═══ RECORDED DATA ═══

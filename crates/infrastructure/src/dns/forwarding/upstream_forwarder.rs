use crate::dns::transport::{DnsTransport, UdpTransport};
use async_trait::async_trait;
use bytes::Bytes;
use dohgate_application::ports::{DnsResolver, WireCodec};
use dohgate_domain::{DnsQuery, DomainError};
use std::net::SocketAddr;
use std::sync::Arc;
use tokio::time::Instant;
use tracing::{debug, info, warn};

/// Transparent proxy to a single upstream server.
///
/// The query bytes are forwarded untouched (header flags, EDNS0 options and
/// all) and the upstream's datagram is returned as-is.
pub struct UpstreamForwarder {
    transport: Arc<dyn DnsTransport>,
    codec: Arc<dyn WireCodec>,
}

impl UpstreamForwarder {
    pub fn new(upstream: SocketAddr, codec: Arc<dyn WireCodec>) -> Self {
        info!(upstream = %upstream, "Upstream forwarder created");
        Self::with_transport(Arc::new(UdpTransport::new(upstream)), codec)
    }

    pub fn with_transport(transport: Arc<dyn DnsTransport>, codec: Arc<dyn WireCodec>) -> Self {
        Self { transport, codec }
    }
}

#[async_trait]
impl DnsResolver for UpstreamForwarder {
    async fn resolve(&self, query: &DnsQuery, deadline: Instant) -> Result<Bytes, DomainError> {
        debug!(
            domain = %query.domain,
            record_type = %query.record_type,
            upstream = %self.transport.server(),
            "Forwarding query upstream"
        );

        let response = self.transport.send(&query.wire, deadline).await?;

        if response.truncated {
            warn!(
                domain = %query.domain,
                upstream = %self.transport.server(),
                bytes = response.bytes.len(),
                "Upstream response filled the receive buffer, answering with TC set"
            );
            return self.codec.pack_truncated(query);
        }

        Ok(Bytes::from(response.bytes))
    }

    fn strategy_name(&self) -> &'static str {
        "upstream"
    }
}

═══

- [EXERCISE REQUIREMENTS]: With nothing added or left out, print the data again.

- [SOLUTION FOR THIS EXERCISE]:
filename crates/infrastructure/src/dns/forwarding/upstream_forwarder.rs
use crate::dns::transport::{DnsTransport, UdpTransport};
use async_trait::async_trait;
use bytes::Bytes;
use dohgate_application::ports::{DnsResolver, WireCodec};
use dohgate_domain::{DnsQuery, DomainError};
use std::net::SocketAddr;
use std::sync::Arc;
use tokio::time::Instant;
use tracing::{debug, info, warn};

/// Transparent proxy to a single upstream server.
///
/// The query bytes are forwarded untouched (header flags, EDNS0 options and
/// all) and the upstream's datagram is returned as-is.
pub struct UpstreamForwarder {
    transport: Arc<dyn DnsTransport>,
    codec: Arc<dyn WireCodec>,
}

impl UpstreamForwarder {
    pub fn new(upstream: SocketAddr, codec: Arc<dyn WireCodec>) -> Self {
        info!(upstream = %upstream, "Upstream forwarder created");
        Self::with_transport(Arc::new(UdpTransport::new(upstream)), codec)
    }

    pub fn with_transport(transport: Arc<dyn DnsTransport>, codec: Arc<dyn WireCodec>) -> Self {
        Self { transport, codec }
    }
}

#[async_trait]
impl DnsResolver for UpstreamForwarder {
    async fn resolve(&self, query: &DnsQuery, deadline: Instant) -> Result<Bytes, DomainError> {
        debug!(
            domain = %query.domain,
            record_type = %query.record_type,
            upstream = %self.transport.server(),
            "Forwarding query upstream"
        );

        let response = self.transport.send(&query.wire, deadline).await?;

        if response.truncated {
            warn!(
                domain = %query.domain,
                upstream = %self.transport.server(),
                bytes = response.bytes.len(),
                "Upstream response filled the receive buffer, answering with TC set"
            );
            return self.codec.pack_truncated(query);
        }

        Ok(Bytes::from(response.bytes))
    }

    fn strategy_name(&self) -> &'static str {
        "upstream"
    }
}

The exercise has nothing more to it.